Records from a collection
=-=-=-=-=

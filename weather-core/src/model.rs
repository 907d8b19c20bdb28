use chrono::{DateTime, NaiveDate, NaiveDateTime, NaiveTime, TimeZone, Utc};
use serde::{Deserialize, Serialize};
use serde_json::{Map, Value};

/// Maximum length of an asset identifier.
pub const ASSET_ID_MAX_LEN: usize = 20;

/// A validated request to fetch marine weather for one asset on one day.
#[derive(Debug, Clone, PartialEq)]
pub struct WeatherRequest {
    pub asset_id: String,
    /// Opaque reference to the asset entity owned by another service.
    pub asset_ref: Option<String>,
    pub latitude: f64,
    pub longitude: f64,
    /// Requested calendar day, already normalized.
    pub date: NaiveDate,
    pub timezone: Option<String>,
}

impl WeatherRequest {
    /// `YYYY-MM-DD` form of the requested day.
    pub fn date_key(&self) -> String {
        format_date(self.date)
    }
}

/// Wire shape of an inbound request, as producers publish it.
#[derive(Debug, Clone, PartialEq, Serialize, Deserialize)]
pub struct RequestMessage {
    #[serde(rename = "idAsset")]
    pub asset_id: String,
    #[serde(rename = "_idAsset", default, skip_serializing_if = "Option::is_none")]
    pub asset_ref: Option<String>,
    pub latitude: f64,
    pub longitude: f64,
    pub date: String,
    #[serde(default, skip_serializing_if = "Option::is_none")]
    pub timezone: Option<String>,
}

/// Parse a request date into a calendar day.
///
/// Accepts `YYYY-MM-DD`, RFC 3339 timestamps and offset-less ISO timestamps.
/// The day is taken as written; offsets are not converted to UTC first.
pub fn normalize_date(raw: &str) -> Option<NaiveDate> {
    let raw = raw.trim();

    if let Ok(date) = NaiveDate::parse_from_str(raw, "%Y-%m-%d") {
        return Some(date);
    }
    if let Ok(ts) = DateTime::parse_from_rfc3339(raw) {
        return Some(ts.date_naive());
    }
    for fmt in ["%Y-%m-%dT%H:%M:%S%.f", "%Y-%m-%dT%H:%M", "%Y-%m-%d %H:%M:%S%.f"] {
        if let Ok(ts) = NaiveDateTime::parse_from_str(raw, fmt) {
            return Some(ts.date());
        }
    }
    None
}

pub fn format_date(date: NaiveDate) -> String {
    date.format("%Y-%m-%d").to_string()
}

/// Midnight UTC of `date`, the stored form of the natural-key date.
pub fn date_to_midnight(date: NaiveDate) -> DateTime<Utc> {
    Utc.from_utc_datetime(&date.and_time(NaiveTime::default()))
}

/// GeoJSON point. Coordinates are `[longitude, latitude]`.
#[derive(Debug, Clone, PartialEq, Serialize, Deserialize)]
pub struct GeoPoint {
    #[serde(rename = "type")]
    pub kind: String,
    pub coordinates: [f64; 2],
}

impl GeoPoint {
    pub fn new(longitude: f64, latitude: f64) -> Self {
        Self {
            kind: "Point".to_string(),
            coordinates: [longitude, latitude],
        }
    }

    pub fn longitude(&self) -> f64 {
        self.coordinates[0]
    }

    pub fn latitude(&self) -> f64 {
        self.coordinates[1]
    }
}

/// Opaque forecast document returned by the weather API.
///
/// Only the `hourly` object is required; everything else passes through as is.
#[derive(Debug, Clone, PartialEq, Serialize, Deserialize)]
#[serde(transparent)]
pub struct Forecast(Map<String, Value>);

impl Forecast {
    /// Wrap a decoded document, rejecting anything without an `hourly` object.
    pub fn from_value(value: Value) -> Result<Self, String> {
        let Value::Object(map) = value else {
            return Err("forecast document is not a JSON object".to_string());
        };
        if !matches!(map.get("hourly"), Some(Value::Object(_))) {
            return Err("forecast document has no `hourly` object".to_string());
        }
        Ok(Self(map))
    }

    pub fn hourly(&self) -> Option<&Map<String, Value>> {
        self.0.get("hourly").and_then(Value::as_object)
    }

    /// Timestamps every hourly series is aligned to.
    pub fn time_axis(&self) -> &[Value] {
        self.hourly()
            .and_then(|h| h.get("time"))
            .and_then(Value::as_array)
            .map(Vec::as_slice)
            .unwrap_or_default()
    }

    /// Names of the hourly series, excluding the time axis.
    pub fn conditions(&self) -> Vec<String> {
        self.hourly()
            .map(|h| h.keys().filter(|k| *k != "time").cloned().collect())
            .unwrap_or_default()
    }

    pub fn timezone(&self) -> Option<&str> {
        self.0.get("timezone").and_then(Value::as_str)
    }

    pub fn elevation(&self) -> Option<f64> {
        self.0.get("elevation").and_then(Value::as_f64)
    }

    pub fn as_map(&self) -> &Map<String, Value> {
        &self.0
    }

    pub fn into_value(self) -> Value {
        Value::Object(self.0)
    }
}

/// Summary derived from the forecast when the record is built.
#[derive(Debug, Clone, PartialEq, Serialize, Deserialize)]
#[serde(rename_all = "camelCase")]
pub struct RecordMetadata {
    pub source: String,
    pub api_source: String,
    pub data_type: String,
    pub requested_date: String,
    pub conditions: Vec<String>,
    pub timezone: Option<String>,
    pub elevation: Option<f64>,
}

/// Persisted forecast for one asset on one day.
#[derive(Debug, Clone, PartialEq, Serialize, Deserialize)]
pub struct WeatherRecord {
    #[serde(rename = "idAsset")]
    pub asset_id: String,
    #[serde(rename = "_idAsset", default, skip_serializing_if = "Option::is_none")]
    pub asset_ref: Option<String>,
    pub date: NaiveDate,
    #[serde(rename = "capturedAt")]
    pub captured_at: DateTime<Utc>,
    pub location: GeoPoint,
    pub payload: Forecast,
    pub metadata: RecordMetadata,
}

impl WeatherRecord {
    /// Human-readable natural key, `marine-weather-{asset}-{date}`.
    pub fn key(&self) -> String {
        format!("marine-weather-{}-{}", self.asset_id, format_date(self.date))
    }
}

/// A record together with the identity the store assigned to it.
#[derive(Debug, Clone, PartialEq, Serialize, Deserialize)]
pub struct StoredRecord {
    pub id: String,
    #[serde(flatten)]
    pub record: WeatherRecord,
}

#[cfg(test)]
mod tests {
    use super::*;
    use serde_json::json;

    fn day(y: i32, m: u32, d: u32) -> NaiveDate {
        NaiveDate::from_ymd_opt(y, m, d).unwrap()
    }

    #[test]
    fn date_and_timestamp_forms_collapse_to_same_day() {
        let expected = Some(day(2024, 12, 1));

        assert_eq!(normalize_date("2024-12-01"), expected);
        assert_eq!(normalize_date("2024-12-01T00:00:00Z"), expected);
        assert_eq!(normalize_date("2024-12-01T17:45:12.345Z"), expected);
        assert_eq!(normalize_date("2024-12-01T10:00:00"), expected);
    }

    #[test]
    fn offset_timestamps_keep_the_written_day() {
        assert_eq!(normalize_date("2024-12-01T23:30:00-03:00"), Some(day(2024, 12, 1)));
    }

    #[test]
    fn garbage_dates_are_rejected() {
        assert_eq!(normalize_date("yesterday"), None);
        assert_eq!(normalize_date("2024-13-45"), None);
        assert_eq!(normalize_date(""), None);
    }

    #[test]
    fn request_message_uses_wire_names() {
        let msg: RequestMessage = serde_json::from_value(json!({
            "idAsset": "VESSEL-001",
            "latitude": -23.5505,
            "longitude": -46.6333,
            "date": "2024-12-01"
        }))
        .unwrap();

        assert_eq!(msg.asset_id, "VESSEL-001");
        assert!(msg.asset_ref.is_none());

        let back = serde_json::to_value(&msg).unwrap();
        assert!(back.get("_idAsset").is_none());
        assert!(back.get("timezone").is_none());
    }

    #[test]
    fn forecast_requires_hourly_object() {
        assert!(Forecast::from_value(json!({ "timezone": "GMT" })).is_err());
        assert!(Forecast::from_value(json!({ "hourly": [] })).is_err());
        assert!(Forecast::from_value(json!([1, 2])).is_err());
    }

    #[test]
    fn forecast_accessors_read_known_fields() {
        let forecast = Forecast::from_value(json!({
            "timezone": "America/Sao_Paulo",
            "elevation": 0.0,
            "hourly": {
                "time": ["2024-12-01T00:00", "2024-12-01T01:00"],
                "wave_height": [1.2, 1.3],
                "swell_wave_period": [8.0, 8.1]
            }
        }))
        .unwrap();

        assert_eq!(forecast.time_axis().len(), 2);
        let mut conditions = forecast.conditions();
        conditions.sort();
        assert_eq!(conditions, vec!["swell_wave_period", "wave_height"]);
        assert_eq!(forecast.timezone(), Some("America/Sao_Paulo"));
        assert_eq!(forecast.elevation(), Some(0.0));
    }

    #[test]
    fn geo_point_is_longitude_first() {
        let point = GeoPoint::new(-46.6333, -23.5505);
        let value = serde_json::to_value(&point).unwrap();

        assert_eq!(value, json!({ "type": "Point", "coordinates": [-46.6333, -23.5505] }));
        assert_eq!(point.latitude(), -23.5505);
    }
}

=-=-=-=-=

Task: Among the records above, find each line holding the string "document" and pull it out.

Answer to this problem:
/// Opaque forecast document returned by the weather API.
    /// Wrap a decoded document, rejecting anything without an `hourly` object.
            return Err("forecast document is not a JSON object".to_string());
            return Err("forecast document has no `hourly` object".to_string());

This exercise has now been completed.